I came home about 6:50, though I cannot say thoroughly sober. Yet I think it almost impossible to be otherwise with the quantity of liquor I drank. But however so it was, and notwithstanding the many resolutions I have taken, and which I have hereto as often broken as made, I hope once more to assume so much fortitude and resolution as to conquer the weakness of my brains by an entire abstinence from any liquor, strong. …But however much in liquor I was, my reason was not so far lost but I could see a sufficient difference at my arrival at my own house between the present time and that of my wife’s life, but highly to the advantage of the letter. What I mean is: once I always found at home and everything serene and in order; now one or both servants out and everything; noise and confusion. Oh, it will not do, it cannot do! No, no, it never will… [26 words omitted].
…I dined on the remains of yesterday’s dinner with the addition of a piece of pork and some turnip greens. In the evening I walked to James Emery’s in company with Joseph Fuller in order to see and assist him in weighing a hog…
I dined on the remains of Wednesday’s dinner with the addition of a light pudding and some turnip greens. Rec’d of Ann Inkpin in cash £1 in full. At home all day and really not so busy as might be expected from the season of the year.
…Being busy at dinnertime I ate not any the whole day. Mrs Vine the younger and her servant drank tea with me, as did Master Foord’s servant. At home all day and really very little to do considering the season of the year. Joseph Fuller Jr, Thomas Durrant and Mr Long smoked a pipe with me in the evening.
Oh, how does the memory of that ever valuable creature my deceased wife come over my thoughts as it were a cloud, may I (not) with truth say daily!

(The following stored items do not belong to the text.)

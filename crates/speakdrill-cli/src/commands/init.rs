//! The `speakdrill init` command.

use anyhow::Result;

pub fn execute() -> Result<()> {
    if std::path::Path::new("speakdrill.toml").exists() {
        println!("speakdrill.toml already exists, skipping.");
    } else {
        std::fs::write("speakdrill.toml", SAMPLE_CONFIG)?;
        println!("Created speakdrill.toml");
    }

    if std::path::Path::new("questions.json").exists() {
        println!("questions.json already exists, skipping.");
    } else {
        std::fs::write("questions.json", SAMPLE_BANK)?;
        println!("Created questions.json");
    }

    println!("\nNext steps:");
    println!("  1. Set GEMINI_API_KEY (or edit speakdrill.toml)");
    println!("  2. Run: speakdrill validate --bank questions.json");
    println!("  3. Run: speakdrill practice --learner <name>");

    Ok(())
}

const SAMPLE_CONFIG: &str = r#"# speakdrill configuration

default_judge = "gemini"
default_model = "gemini-2.5-flash-lite"
max_retries = 3
retry_delay_ms = 1000
history_path = "speakdrill-history.jsonl"
question_bank = "questions.json"
chain_related_words = false

[judges.gemini]
type = "gemini"
api_key = "${GEMINI_API_KEY}"

[judges.openai]
type = "openai"
api_key = "${OPENAI_API_KEY}"

[judges.mock]
type = "mock"
"#;

const SAMPLE_BANK: &str = r#"[
  {
    "word": "Photography",
    "word_jp": "写真撮影",
    "word_en": "the art or practice of taking and processing photographs",
    "en": "I am interested in photography.",
    "jp": "私は写真に興味があります。"
  },
  {
    "word": "Appointment",
    "word_jp": "予約",
    "word_en": "an arrangement to meet someone at a particular time and place",
    "en": "I'd like to make an appointment.",
    "jp": "予約を取りたいのですが。"
  },
  {
    "word": "Schedule",
    "word_jp": "予定",
    "word_en": "a plan of things that will be done and the times they will be done",
    "en": "My schedule is full this week.",
    "jp": "今週は予定がいっぱいです。"
  },
  {
    "word": "Journey",
    "word_jp": "旅",
    "word_en": "an act of travelling from one place to another",
    "en": "The journey took three hours.",
    "jp": "その旅は三時間かかりました。"
  },
  {
    "word": "Trip",
    "word_jp": "旅行",
    "word_en": "a short journey to a place and back",
    "en": "We went on a trip to Kyoto.",
    "jp": "私たちは京都へ旅行に行きました。"
  }
]
"#;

For who is that man among mankind that has once been in the possession of all this world can give to make him happy and then last it but must ever and again think of his former happiness–which is my case–and I hope with impunity… [46 words omitted]… Such scenes (should at least) teach us the uncertainty of all worldly happiness and at the same time instruct us to fix our happiness where only true happiness is to be found.

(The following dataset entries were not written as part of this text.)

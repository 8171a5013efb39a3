//! One learner's practice session.
//!
//! The session owns the scheduled queue and the learner's in-memory
//! history. Every judged answer and every self rating appends a record,
//! re-schedules the whole question set and moves back to the head, so the
//! queue is always a fresh ranking rather than a fixed sequence.
//!
//! ```text
//! Presenting ──submit──▶ AwaitingJudgment ──verdict──▶ (record, re-sort) ──▶ Presenting
//!     │                        └──judge error──▶ Presenting (nothing recorded)
//!     ├──rate──▶ (record, re-sort) ──▶ Presenting
//!     └──skip──▶ Presenting(next) | Completed ──restart──▶ Presenting
//! ```

use std::sync::Arc;
use std::time::Duration;

use chrono::Utc;
use rand::seq::SliceRandom;
use serde::Serialize;
use thiserror::Error;
use uuid::Uuid;

use crate::error::JudgeError;
use crate::history::{HistoryWriter, WriterStats};
use crate::model::{AttemptRecord, Question, SelfRating, Skill};
use crate::parser::default_bank;
use crate::scheduler::{schedule, ScheduledQuestion};
use crate::traits::{AudioClip, HintRequest, HistoryStore, Judge, JudgeRequest, Rubric, Verdict};

/// Tuning for a session's judge calls.
#[derive(Debug, Clone)]
pub struct SessionConfig {
    /// Model identifier passed to the judge.
    pub model: String,
    pub temperature: f64,
    /// Retries on transient judge errors.
    pub max_retries: u32,
    /// Delay before the first retry; doubles on each further retry.
    pub retry_delay: Duration,
    /// After an Easy rating, recommend a related word from the bank.
    pub chain_related_words: bool,
}

impl Default for SessionConfig {
    fn default() -> Self {
        Self {
            model: "gemini-2.5-flash-lite".into(),
            temperature: 0.0,
            max_retries: 3,
            retry_delay: Duration::from_secs(1),
            chain_related_words: false,
        }
    }
}

/// Where the session is in its loop.
#[derive(Debug, Clone, Copy, PartialEq, Eq, Serialize)]
#[serde(rename_all = "snake_case")]
pub enum SessionState {
    /// The question at the current position is on screen.
    Presenting,
    /// A recording is with the judge.
    AwaitingJudgment,
    /// The queue is exhausted.
    Completed,
}

/// Errors from session operations. None of them end the session.
#[derive(Debug, Error)]
pub enum SessionError {
    #[error("session completed: no current question")]
    Completed,

    #[error("\"{word}\" has no {skill} exercise")]
    SkillUnavailable { word: String, skill: Skill },

    #[error("judge call failed: {0:#}")]
    Judge(anyhow::Error),
}

/// The result of a self rating.
#[derive(Debug, Clone, PartialEq)]
pub struct RatingOutcome {
    pub record: AttemptRecord,
    /// Word moved to the head of the queue, if any.
    pub recommended: Option<String>,
}

/// Session context for one learner.
pub struct Session {
    id: Uuid,
    learner: String,
    bank: Vec<Question>,
    queue: Vec<ScheduledQuestion>,
    position: usize,
    turn: u64,
    state: SessionState,
    history: Vec<AttemptRecord>,
    judge: Arc<dyn Judge>,
    store: Arc<dyn HistoryStore>,
    writer: HistoryWriter,
    config: SessionConfig,
}

impl Session {
    /// Load the learner's history and schedule the bank.
    ///
    /// An empty bank is replaced by the built-in one. A history that cannot
    /// be read is treated as empty.
    pub async fn start(
        learner: &str,
        bank: Vec<Question>,
        judge: Arc<dyn Judge>,
        store: Arc<dyn HistoryStore>,
        config: SessionConfig,
    ) -> Self {
        let bank = if bank.is_empty() {
            tracing::warn!("empty question bank, using built-in bank");
            default_bank()
        } else {
            bank
        };

        let history = load_history(store.as_ref(), learner).await;
        let writer = HistoryWriter::spawn(Arc::clone(&store));

        let mut session = Self {
            id: Uuid::new_v4(),
            learner: learner.to_string(),
            bank,
            queue: Vec::new(),
            position: 0,
            turn: 0,
            state: SessionState::Presenting,
            history,
            judge,
            store,
            writer,
            config,
        };
        session.reschedule(None);

        tracing::info!(
            session = %session.id,
            learner,
            questions = session.bank.len(),
            history = session.history.len(),
            "session started"
        );
        session
    }

    pub fn id(&self) -> Uuid {
        self.id
    }

    pub fn learner(&self) -> &str {
        &self.learner
    }

    pub fn state(&self) -> SessionState {
        self.state
    }

    pub fn position(&self) -> usize {
        self.position
    }

    pub fn len(&self) -> usize {
        self.queue.len()
    }

    pub fn is_empty(&self) -> bool {
        self.queue.is_empty()
    }

    /// Number of recorded events so far.
    pub fn turn(&self) -> u64 {
        self.turn
    }

    /// The current ranking, head first.
    pub fn queue(&self) -> &[ScheduledQuestion] {
        &self.queue
    }

    /// The learner's history as the scheduler sees it.
    pub fn history(&self) -> &[AttemptRecord] {
        &self.history
    }

    pub fn writer_stats(&self) -> WriterStats {
        self.writer.stats()
    }

    pub fn current(&self) -> Option<&Question> {
        if self.state == SessionState::Completed {
            return None;
        }
        self.queue.get(self.position).map(|s| &s.question)
    }

    /// Send a recording for the current question to the judge.
    ///
    /// On success the verdict is recorded and the queue re-sorted. On
    /// failure nothing is recorded and the same question stays current.
    pub async fn submit(&mut self, skill: Skill, audio: AudioClip) -> Result<Verdict, SessionError> {
        let question = self.current().ok_or(SessionError::Completed)?.clone();
        let rubric =
            Rubric::for_question(&question, skill).ok_or_else(|| SessionError::SkillUnavailable {
                word: question.word.clone(),
                skill,
            })?;

        let request = JudgeRequest {
            model: self.config.model.clone(),
            temperature: self.config.temperature,
            audio,
            rubric,
        };

        self.state = SessionState::AwaitingJudgment;
        let verdict = match self.evaluate_with_retry(&request).await {
            Ok(verdict) => verdict,
            Err(e) => {
                self.state = SessionState::Presenting;
                tracing::warn!(word = %question.word, %skill, "judge failed: {e:#}");
                return Err(SessionError::Judge(e));
            }
        };

        let record =
            AttemptRecord::judged(&self.learner, &question.word, skill, &verdict, Utc::now());
        self.commit(record, None);
        Ok(verdict)
    }

    /// Record a self rating for the current question.
    pub async fn rate(&mut self, rating: SelfRating) -> Result<RatingOutcome, SessionError> {
        let word = self.current().ok_or(SessionError::Completed)?.word.clone();

        let recommended = if rating == SelfRating::Easy && self.config.chain_related_words {
            self.related_in_bank(&word).await
        } else {
            None
        };

        let record = AttemptRecord::self_rated(&self.learner, &word, rating, Utc::now());
        self.commit(record.clone(), recommended.as_deref());
        Ok(RatingOutcome {
            record,
            recommended,
        })
    }

    /// Move to the next question without recording anything.
    pub fn skip(&mut self) -> Result<SessionState, SessionError> {
        if self.state == SessionState::Completed {
            return Err(SessionError::Completed);
        }
        self.position += 1;
        if self.position >= self.queue.len() {
            self.state = SessionState::Completed;
        }
        Ok(self.state)
    }

    /// Shuffle the queue and start again from its head.
    pub fn restart(&mut self) {
        self.queue.shuffle(&mut rand::rng());
        self.position = 0;
        self.state = if self.queue.is_empty() {
            SessionState::Completed
        } else {
            SessionState::Presenting
        };
        tracing::debug!(session = %self.id, "queue reshuffled");
    }

    /// Keywords that help explain the current word.
    pub async fn hint(&self) -> Result<String, SessionError> {
        let question = self.current().ok_or(SessionError::Completed)?;
        let request = HintRequest {
            model: self.config.model.clone(),
            word: question.word.clone(),
            definition: question
                .definition
                .clone()
                .or_else(|| question.translation.clone())
                .unwrap_or_default(),
        };
        self.judge
            .hint(&request)
            .await
            .map_err(SessionError::Judge)
    }

    /// Continue with another learner's history on the same bank.
    pub async fn switch_learner(&mut self, learner: &str) {
        self.learner = learner.to_string();
        self.history = load_history(self.store.as_ref(), learner).await;
        self.reschedule(None);
        tracing::info!(session = %self.id, learner, "switched learner");
    }

    /// Wait for queued records to reach the store.
    pub async fn finish(self) -> WriterStats {
        let stats = self.writer.shutdown().await;
        tracing::info!(
            session = %self.id,
            turns = self.turn,
            written = stats.written,
            failed = stats.failed,
            "session finished"
        );
        stats
    }

    fn commit(&mut self, record: AttemptRecord, recommended: Option<&str>) {
        self.history.push(record.clone());
        self.writer.record(record);
        self.turn += 1;
        self.reschedule(recommended);
    }

    fn reschedule(&mut self, recommended: Option<&str>) {
        self.queue = schedule(
            self.bank.iter().cloned(),
            &self.history,
            &self.learner,
            recommended,
            Utc::now(),
        );
        self.position = 0;
        self.state = if self.queue.is_empty() {
            SessionState::Completed
        } else {
            SessionState::Presenting
        };
    }

    async fn related_in_bank(&self, word: &str) -> Option<String> {
        let related = match self.judge.related_words(&self.config.model, word).await {
            Ok(words) => words,
            Err(e) => {
                tracing::warn!(word, "related-word lookup failed: {e:#}");
                return None;
            }
        };
        related.iter().find_map(|candidate| {
            self.bank
                .iter()
                .find(|q| {
                    q.word.eq_ignore_ascii_case(candidate) && !q.word.eq_ignore_ascii_case(word)
                })
                .map(|q| q.word.clone())
        })
    }

    async fn evaluate_with_retry(&self, request: &JudgeRequest) -> anyhow::Result<Verdict> {
        let mut delay = self.config.retry_delay;
        let mut attempt = 0;
        loop {
            match self.judge.evaluate(request).await {
                Ok(verdict) => return Ok(verdict),
                Err(e) => {
                    let judge_error = e.downcast_ref::<JudgeError>();
                    if attempt >= self.config.max_retries
                        || judge_error.is_some_and(JudgeError::is_permanent)
                    {
                        return Err(e);
                    }
                    if let Some(ms) = judge_error.and_then(JudgeError::retry_after_ms) {
                        delay = Duration::from_millis(ms);
                    }
                    attempt += 1;
                    tracing::debug!(
                        judge = self.judge.name(),
                        attempt,
                        delay_ms = delay.as_millis() as u64,
                        "retrying judge call: {e:#}"
                    );
                    tokio::time::sleep(delay).await;
                    delay = (delay * 2).min(Duration::from_secs(60));
                }
            }
        }
    }
}

async fn load_history(store: &dyn HistoryStore, learner: &str) -> Vec<AttemptRecord> {
    match store.query(learner).await {
        Ok(records) => records,
        Err(e) => {
            tracing::warn!(store = store.name(), learner, "could not read history: {e:#}");
            Vec::new()
        }
    }
}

Sam Jenner and Thomas Cornwell a-gardening for me today, and both dined with me on a piece of beef roasted, a piece of pork boiled, a plain bread pudding and greens. Dame Henly and Sally Bridger (Mr Porter’s servant) drank tea with me… It being a very wet evening Sam Jenner stayed chatting with me till near 10 o’clock. In the evening read one of Yorick’s sermons. A melancholy time with me.